Your instructions ▸ From the entries below, return every line that includes the word "TestStatus".

Records provided ▸

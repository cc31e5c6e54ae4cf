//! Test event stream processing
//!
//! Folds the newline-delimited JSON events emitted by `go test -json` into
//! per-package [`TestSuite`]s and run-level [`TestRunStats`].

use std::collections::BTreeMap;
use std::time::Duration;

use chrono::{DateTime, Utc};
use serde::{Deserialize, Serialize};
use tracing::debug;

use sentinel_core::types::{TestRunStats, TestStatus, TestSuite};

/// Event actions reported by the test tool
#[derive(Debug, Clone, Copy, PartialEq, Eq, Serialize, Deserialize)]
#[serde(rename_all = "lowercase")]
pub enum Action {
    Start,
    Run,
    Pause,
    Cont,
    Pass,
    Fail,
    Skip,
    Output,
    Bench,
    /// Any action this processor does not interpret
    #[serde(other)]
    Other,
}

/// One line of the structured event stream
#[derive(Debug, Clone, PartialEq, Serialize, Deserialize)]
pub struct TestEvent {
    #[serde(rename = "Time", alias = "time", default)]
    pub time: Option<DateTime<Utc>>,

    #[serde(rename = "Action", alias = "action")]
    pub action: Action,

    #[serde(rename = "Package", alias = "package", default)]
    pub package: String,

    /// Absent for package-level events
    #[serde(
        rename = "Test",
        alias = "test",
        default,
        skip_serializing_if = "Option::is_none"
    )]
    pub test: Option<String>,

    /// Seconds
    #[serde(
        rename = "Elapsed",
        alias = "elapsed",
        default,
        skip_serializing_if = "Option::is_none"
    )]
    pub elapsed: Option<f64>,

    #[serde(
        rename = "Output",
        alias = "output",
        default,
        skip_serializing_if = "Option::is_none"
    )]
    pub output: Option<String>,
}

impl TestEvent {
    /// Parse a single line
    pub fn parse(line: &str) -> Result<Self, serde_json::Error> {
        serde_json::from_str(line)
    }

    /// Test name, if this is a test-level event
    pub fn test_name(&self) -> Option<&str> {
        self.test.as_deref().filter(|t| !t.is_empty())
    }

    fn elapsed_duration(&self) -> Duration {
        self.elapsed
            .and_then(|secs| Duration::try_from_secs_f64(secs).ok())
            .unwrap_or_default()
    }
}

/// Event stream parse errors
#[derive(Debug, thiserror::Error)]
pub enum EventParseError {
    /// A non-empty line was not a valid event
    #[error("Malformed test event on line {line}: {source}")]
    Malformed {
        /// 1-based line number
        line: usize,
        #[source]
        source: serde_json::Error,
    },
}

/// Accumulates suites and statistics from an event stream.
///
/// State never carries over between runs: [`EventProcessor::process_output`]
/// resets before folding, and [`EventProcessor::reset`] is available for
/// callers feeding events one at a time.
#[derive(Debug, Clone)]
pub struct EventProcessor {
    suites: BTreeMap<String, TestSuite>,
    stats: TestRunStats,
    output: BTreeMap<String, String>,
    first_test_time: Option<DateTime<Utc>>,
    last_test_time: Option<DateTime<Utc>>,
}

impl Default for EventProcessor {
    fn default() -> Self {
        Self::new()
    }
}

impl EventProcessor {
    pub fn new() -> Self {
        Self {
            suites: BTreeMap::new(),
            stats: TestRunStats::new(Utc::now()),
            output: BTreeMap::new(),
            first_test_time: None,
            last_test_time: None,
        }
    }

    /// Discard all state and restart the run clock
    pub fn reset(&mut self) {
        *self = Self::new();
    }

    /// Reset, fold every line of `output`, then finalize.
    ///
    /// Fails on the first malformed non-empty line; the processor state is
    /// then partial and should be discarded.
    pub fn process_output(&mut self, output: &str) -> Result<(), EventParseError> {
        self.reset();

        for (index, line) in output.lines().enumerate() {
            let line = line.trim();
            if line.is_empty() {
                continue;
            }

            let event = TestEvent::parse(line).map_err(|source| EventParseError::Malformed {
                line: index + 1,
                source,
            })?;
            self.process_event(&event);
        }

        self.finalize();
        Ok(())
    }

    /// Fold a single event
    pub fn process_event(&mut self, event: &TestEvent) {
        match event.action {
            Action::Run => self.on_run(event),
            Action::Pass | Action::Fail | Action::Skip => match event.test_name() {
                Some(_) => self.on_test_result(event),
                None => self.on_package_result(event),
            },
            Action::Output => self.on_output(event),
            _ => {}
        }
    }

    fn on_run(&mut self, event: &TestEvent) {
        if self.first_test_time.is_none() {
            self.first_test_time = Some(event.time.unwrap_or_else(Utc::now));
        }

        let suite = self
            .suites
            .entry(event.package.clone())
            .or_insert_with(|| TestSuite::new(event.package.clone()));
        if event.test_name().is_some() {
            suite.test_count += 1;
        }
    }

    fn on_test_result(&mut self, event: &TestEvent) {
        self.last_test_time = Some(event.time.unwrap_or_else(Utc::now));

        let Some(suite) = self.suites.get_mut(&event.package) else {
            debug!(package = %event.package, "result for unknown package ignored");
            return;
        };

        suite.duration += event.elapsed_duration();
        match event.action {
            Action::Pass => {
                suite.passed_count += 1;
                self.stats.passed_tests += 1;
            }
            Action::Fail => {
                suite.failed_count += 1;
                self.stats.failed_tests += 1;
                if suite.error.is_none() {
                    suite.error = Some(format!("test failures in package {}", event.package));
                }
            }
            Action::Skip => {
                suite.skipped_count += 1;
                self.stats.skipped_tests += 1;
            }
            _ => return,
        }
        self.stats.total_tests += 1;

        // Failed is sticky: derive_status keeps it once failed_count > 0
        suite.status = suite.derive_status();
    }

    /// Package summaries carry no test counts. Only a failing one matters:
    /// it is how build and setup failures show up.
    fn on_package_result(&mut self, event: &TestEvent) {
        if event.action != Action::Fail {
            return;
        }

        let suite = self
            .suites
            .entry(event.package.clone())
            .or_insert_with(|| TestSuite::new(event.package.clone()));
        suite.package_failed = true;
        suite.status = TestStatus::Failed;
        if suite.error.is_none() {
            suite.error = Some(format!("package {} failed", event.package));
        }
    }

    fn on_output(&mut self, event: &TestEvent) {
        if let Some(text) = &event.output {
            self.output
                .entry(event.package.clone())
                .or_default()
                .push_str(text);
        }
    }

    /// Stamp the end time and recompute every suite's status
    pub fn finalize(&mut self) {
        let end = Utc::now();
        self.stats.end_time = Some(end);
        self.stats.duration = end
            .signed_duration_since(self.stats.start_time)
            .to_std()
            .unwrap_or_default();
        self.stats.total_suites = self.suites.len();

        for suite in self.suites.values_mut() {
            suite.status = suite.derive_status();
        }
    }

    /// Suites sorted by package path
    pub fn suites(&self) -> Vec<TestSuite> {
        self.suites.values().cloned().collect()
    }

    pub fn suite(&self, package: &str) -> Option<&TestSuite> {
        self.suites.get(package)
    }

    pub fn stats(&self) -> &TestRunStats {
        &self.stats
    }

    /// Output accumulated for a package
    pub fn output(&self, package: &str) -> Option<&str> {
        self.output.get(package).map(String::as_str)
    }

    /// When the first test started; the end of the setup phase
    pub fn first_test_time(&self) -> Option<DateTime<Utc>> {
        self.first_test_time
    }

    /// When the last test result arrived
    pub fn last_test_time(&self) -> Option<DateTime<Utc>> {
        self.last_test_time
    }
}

...

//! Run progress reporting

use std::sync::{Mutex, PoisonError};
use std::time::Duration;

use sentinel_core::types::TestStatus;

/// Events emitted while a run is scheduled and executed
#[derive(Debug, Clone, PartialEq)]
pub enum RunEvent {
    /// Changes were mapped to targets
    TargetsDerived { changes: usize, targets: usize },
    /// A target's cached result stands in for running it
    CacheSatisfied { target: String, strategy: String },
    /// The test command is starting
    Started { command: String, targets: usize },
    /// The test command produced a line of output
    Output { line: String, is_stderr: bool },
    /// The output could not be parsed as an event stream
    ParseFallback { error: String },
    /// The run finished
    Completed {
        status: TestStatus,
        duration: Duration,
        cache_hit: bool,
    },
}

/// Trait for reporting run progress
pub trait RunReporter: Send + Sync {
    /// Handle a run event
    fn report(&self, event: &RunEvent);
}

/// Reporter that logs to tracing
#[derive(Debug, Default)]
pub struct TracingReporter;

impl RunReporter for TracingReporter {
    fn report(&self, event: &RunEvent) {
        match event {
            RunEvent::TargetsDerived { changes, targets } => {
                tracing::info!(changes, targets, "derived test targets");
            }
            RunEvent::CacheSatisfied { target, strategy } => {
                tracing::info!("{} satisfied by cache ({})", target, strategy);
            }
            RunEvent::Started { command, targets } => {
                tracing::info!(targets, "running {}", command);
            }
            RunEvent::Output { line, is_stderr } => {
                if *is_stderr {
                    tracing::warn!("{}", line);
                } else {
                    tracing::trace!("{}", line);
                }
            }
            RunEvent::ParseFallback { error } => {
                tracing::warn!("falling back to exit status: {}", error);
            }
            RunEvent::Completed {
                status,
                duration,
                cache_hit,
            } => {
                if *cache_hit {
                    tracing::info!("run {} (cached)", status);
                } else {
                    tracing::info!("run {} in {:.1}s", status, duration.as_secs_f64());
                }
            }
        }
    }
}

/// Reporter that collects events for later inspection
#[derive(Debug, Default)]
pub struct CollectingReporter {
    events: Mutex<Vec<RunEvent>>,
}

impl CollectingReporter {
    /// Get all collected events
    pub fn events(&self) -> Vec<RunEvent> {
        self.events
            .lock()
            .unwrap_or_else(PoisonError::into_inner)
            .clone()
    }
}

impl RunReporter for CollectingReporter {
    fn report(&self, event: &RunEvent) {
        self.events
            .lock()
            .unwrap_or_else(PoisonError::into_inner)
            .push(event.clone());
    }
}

Exercise solution ▸
use sentinel_core::types::{TestRunStats, TestStatus, TestSuite};
        suite.status = TestStatus::Failed;
use sentinel_core::types::TestStatus;
        status: TestStatus,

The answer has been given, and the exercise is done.